It’s been a while since we last heard of the Tesla Semi, which is said to be the automaker’s first non-home-owner model and certainly one of the first to be announced battery-electric models in its weight class. In fact, the Semi was first shown in late 2017 – a different era in the EV industry, you might say – powered by four electric motors that were carried over from the Model 3. The truck promised 0 to 60 start times in five seconds and a range of 500 miles, later than 621 miles. The Semi also promised charging speeds that would allow the truck to be juiced in just 30 minutes via a megacharger with a range of 400 miles in just 30 minutes. The upright but sleek cab with a drag coefficient of just 0.36 also offers a central seating position for the driver and no exterior mirrors – two things that made real truckers more than a little skeptical at the time.

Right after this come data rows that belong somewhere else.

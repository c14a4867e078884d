//! Unified error type.
//!
//! Every failure a caller can observe is one variant of [`Error`], and each
//! variant wraps a kind-specific error so callers can pick a per-kind policy:
//! an [`ArgumentError`] is a bug at the call site, a [`TransportError`] means
//! the server was never heard from, a [`CodecError`] means it answered with
//! something that is not the expected type.

use std::time::Duration;

use bytes::Bytes;
use http::StatusCode;
use thiserror::Error as ThisError;

use crate::codec::MediaType;

/// Boxed error returned by handlers and body streams.
pub type BoxError = Box<dyn std::error::Error + Send + Sync + 'static>;

///
/// Error
///

#[derive(Debug, ThisError)]
pub enum Error {
    #[error(transparent)]
    Argument(#[from] ArgumentError),

    #[error(transparent)]
    Codec(#[from] CodecError),

    #[error(transparent)]
    Config(#[from] ConfigError),

    #[error(transparent)]
    Contract(#[from] ContractError),

    /// Binding the listener or accepting a connection failed.
    #[error("io: {0}")]
    Io(#[from] std::io::Error),

    /// The server answered, but not with a success status.
    #[error("`{operation}` returned {status}: {body}")]
    Status {
        operation: &'static str,
        status: StatusCode,
        body: String,
    },

    #[error(transparent)]
    Transport(#[from] TransportError),
}

impl Error {
    /// Short message suitable for showing to an end user.
    ///
    /// Each error kind maps to a different message so "server unreachable"
    /// can be told apart from "server returned garbage".
    pub fn user_message(&self) -> String {
        match self {
            Self::Argument(e) => format!("invalid request: {e}"),
            Self::Codec(e) => format!("unexpected response: {e}"),
            Self::Config(e) => format!("bad configuration: {e}"),
            Self::Contract(e) => format!("broken contract: {e}"),
            Self::Io(e) => format!("io failure: {e}"),
            Self::Status { status, .. } => format!("server refused the call ({status})"),
            Self::Transport(TransportError::Timeout(_)) => {
                "server did not answer in time".to_owned()
            }
            Self::Transport(TransportError::Cancelled) => "call cancelled".to_owned(),
            Self::Transport(e) => format!("network failure: {e}"),
        }
    }
}

///
/// ArgumentError
///
/// Programmer error detected before any network I/O.
///

#[derive(Debug, Eq, PartialEq, ThisError)]
pub enum ArgumentError {
    #[error("`{operation}` takes {expected} path argument(s), got {actual}")]
    Arity {
        operation: &'static str,
        expected: usize,
        actual: usize,
    },

    #[error("identity for `{operation}` is not a valid header value")]
    InvalidIdentity { operation: &'static str },
}

///
/// TransportError
///

#[derive(Debug, ThisError)]
pub enum TransportError {
    #[error("call cancelled")]
    Cancelled,

    #[error("connection failed: {0}")]
    Connect(#[source] hyper_util::client::legacy::Error),

    #[error("http: {0}")]
    Http(#[source] hyper_util::client::legacy::Error),

    #[error("request could not be built: {0}")]
    Request(#[from] http::Error),

    #[error("no response within {0:?}")]
    Timeout(Duration),
}

impl From<hyper_util::client::legacy::Error> for TransportError {
    fn from(e: hyper_util::client::legacy::Error) -> Self {
        if e.is_connect() {
            Self::Connect(e)
        } else {
            Self::Http(e)
        }
    }
}

///
/// CodecError
///

#[derive(Debug, ThisError)]
pub enum CodecError {
    /// The body is not UTF-8. The original bytes are kept for diagnostics.
    #[error("body is not valid UTF-8 ({} bytes): {source}", .bytes.len())]
    InvalidUtf8 {
        bytes: Bytes,
        #[source]
        source: std::str::Utf8Error,
    },

    #[error("no codec found for {type_name} as {media_type}")]
    NoCodec {
        type_name: &'static str,
        media_type: MediaType,
    },

    /// The body stream failed before it was fully read.
    #[error("body could not be read: {0}")]
    Read(#[source] BoxError),

    #[error("{codec} cannot handle values of type {type_name}")]
    UnsupportedValue {
        codec: &'static str,
        type_name: &'static str,
    },
}

impl CodecError {
    /// The raw bytes that failed to decode, when they were fully received.
    pub fn bytes(&self) -> Option<&Bytes> {
        match self {
            Self::InvalidUtf8 { bytes, .. } => Some(bytes),
            _ => None,
        }
    }
}

///
/// MissingHeaderError
///

#[derive(Debug, Eq, PartialEq, ThisError)]
#[error("missing required header `{header}`")]
pub struct MissingHeaderError {
    pub header: &'static str,
}

///
/// ContractError
///
/// A descriptor that cannot be served or called. Raised at startup.
///

#[derive(Debug, Eq, PartialEq, ThisError)]
pub enum ContractError {
    #[error("`{operation}`: placeholder `{name}` appears more than once")]
    DuplicatePlaceholder { operation: &'static str, name: String },

    #[error("operation `{operation}` is declared more than once")]
    DuplicateOperation { operation: &'static str },

    #[error("`{operation}` and `{other}` share the route {method} {path}")]
    DuplicateRoute {
        operation: &'static str,
        other: &'static str,
        method: crate::Method,
        path: &'static str,
    },

    #[error("`{operation}`: `{name}` is not a valid placeholder name")]
    InvalidPlaceholder { operation: &'static str, name: String },

    #[error("`{operation}`: template declares {declared:?} but contains {found:?}")]
    PlaceholderMismatch {
        operation: &'static str,
        declared: Vec<&'static str>,
        found: Vec<String>,
    },

    #[error("`{operation}`: unbalanced brace at byte {position}")]
    UnbalancedBrace { operation: &'static str, position: usize },
}

///
/// ConfigError
///

#[derive(Debug, ThisError)]
pub enum ConfigError {
    #[error("invalid base url `{url}`: {source}")]
    BaseUrl {
        url: String,
        #[source]
        source: http::uri::InvalidUri,
    },

    #[error("base url `{0}` must be absolute http://host[:port]")]
    BaseUrlShape(String),

    #[error("config io: {0}")]
    Io(#[from] std::io::Error),

    #[error("config parse: {0}")]
    Parse(#[from] toml::de::Error),
}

Updates to the semi were rarer than usual from Tesla, which is perhaps understandable as the Model S owners weren’t exactly saving for one as prototype trucks continued to pop up in Fremont when Tesla built a separate facility in Nevada to house the trucks themselves to produce .
If you’ve been keeping an eye on the timeline of Tesla’s semi-truck, it was originally planned to start production in 2019 but has been delayed several times, the last mention being in an email to Elon Musk staff in June 2020, in which it was claimed that it was “previously in limited production”. He did not provide any evidence to support this claim. The main topic of the email, however, was that it was time to get the model ready for series production, but it did not offer a specific target date. An additional company application in 2020 aimed to start deliveries in 2021, which have now been postponed to 2022 from this week onwards.
The Semi finally got an official update this week.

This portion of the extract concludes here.